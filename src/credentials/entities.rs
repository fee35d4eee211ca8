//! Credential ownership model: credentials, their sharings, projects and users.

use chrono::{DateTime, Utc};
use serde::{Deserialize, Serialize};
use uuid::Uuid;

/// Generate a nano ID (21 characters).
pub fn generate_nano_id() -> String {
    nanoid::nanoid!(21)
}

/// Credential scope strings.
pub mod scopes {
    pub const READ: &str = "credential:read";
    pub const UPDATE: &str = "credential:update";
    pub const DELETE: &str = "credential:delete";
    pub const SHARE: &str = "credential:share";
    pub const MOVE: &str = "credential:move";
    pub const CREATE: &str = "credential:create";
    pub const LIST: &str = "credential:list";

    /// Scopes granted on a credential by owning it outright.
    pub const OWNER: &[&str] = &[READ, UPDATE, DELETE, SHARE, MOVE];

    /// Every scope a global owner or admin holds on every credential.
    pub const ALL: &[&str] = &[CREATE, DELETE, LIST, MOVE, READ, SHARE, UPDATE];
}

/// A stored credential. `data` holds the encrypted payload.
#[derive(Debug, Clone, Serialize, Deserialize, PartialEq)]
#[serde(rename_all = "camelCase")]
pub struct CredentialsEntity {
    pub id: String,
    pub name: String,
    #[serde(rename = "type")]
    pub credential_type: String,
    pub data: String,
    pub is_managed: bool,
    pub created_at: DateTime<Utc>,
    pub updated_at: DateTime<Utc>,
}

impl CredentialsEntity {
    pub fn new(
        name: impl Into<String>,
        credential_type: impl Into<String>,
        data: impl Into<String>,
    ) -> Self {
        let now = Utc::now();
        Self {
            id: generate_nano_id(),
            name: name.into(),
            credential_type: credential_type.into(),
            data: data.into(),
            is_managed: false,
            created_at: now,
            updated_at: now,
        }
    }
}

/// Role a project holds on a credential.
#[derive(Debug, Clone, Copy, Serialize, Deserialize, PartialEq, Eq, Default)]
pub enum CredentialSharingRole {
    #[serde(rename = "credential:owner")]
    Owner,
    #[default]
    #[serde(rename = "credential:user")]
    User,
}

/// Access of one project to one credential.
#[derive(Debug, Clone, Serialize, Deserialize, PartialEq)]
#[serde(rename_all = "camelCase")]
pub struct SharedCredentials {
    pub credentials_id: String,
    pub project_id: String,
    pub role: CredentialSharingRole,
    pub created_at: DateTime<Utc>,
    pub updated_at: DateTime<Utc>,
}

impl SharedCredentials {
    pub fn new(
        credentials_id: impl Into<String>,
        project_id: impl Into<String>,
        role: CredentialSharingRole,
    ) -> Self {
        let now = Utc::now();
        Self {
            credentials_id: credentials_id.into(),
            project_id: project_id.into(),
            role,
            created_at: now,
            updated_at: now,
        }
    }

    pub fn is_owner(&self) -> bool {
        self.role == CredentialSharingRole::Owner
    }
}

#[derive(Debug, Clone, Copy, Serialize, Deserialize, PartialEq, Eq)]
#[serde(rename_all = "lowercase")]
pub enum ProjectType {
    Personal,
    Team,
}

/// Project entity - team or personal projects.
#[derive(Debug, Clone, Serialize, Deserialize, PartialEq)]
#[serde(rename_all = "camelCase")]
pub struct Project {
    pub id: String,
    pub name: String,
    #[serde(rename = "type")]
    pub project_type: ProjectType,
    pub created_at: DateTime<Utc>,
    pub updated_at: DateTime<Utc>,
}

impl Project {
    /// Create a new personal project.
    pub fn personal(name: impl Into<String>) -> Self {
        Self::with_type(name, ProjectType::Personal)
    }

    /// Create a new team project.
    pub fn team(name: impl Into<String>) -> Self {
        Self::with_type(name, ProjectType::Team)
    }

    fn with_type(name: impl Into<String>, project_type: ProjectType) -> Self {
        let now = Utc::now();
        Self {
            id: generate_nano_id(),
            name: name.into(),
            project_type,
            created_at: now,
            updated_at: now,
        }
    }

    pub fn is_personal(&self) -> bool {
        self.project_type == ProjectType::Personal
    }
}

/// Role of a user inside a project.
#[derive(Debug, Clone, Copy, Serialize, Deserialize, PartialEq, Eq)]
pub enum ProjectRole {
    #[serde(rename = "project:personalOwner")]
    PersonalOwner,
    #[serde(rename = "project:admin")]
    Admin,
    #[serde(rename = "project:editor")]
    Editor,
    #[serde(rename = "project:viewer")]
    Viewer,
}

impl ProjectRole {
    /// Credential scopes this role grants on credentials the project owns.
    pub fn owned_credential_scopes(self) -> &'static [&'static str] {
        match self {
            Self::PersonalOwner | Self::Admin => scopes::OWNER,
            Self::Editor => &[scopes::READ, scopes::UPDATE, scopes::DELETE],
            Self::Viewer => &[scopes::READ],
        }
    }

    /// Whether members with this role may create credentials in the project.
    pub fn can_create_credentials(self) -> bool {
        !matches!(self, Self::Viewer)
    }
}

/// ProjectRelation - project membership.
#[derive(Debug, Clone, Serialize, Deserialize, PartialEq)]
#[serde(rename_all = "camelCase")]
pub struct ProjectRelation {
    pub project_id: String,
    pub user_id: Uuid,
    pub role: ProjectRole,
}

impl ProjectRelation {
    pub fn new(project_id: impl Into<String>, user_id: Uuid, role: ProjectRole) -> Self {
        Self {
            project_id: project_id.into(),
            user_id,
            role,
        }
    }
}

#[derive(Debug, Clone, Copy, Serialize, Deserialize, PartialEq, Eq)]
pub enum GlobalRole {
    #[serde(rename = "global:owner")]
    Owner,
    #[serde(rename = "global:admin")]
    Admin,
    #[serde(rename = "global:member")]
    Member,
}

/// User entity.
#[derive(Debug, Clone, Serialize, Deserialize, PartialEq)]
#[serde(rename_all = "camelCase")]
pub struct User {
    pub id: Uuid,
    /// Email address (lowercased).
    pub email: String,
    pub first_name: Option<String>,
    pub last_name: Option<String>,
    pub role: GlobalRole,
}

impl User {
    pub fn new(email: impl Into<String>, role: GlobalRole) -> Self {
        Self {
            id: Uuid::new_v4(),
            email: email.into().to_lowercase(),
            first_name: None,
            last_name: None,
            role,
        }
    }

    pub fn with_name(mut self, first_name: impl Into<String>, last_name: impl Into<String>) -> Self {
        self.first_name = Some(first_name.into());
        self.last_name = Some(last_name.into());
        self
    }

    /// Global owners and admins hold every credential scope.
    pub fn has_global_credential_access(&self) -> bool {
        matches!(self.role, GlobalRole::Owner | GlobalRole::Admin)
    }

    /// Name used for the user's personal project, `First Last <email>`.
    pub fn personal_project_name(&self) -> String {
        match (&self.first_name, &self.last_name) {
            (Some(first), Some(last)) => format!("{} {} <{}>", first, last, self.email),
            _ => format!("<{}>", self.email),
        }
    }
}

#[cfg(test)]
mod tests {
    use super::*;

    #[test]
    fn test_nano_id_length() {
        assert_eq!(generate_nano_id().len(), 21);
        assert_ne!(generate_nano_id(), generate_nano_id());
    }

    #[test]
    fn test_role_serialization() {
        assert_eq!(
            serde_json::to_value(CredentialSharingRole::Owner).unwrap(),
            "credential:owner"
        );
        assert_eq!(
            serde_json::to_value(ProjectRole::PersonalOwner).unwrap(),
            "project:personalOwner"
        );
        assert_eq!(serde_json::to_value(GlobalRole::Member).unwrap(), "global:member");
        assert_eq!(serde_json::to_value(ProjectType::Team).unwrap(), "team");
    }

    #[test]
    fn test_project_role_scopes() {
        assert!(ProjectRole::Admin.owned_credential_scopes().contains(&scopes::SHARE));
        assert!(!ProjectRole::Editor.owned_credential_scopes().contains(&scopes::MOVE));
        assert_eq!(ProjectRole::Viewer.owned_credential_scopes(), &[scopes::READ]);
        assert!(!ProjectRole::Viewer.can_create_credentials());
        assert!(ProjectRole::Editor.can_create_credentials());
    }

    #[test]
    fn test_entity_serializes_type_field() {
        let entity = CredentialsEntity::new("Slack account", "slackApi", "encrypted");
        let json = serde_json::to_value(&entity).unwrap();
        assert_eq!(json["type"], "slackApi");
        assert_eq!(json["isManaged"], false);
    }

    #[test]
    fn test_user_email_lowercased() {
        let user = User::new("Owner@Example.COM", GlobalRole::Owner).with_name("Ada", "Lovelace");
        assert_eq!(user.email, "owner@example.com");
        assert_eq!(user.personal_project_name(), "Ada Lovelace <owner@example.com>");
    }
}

--

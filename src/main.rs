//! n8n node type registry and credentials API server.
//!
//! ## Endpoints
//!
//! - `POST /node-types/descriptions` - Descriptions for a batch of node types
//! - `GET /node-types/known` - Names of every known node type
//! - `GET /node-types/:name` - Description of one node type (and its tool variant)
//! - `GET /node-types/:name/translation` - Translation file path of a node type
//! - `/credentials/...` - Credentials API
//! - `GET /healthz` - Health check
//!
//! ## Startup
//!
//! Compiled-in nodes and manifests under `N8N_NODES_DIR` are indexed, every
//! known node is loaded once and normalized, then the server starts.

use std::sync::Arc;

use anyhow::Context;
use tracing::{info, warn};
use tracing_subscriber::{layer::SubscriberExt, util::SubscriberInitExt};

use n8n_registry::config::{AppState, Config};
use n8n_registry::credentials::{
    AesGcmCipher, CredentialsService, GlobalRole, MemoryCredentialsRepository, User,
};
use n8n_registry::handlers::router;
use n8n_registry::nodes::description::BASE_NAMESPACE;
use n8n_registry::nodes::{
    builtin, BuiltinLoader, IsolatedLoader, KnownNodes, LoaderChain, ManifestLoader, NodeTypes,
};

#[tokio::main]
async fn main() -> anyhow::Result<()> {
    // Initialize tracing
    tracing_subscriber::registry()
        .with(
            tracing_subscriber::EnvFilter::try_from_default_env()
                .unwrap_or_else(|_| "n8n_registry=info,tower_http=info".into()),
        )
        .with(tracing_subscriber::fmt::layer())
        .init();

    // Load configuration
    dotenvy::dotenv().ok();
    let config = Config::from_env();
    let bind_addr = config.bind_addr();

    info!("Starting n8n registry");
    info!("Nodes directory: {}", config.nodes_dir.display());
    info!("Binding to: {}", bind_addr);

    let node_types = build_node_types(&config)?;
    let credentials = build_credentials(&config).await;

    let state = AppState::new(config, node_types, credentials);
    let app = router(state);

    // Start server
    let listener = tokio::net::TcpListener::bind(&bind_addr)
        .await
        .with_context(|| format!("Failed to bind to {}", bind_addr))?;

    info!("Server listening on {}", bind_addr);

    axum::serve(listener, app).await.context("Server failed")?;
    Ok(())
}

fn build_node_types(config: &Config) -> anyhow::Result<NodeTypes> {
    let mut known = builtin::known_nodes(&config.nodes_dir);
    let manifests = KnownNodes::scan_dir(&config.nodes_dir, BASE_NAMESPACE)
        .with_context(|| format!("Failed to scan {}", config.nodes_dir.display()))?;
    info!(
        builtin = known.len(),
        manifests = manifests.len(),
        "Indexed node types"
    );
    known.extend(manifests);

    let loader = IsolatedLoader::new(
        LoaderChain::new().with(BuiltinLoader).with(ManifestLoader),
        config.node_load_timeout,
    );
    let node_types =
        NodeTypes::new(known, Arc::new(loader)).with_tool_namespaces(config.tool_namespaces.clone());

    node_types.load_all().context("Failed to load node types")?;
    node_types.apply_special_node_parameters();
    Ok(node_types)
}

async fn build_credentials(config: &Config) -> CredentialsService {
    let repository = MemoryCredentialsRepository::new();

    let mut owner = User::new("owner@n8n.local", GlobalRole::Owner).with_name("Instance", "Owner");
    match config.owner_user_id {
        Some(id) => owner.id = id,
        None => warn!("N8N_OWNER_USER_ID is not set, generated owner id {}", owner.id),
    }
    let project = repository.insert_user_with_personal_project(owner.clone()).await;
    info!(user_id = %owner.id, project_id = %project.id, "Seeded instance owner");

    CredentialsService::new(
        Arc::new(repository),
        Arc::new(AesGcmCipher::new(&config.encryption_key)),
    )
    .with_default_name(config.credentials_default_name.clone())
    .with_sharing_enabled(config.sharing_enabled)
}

- [Task description]:
Scan the entries above for the word "await" and collect each line holding it.

- [Result]:
    let credentials = build_credentials(&config).await;
        .await
    axum::serve(listener, app).await.context("Server failed")?;
    let project = repository.insert_user_with_personal_project(owner.clone()).await;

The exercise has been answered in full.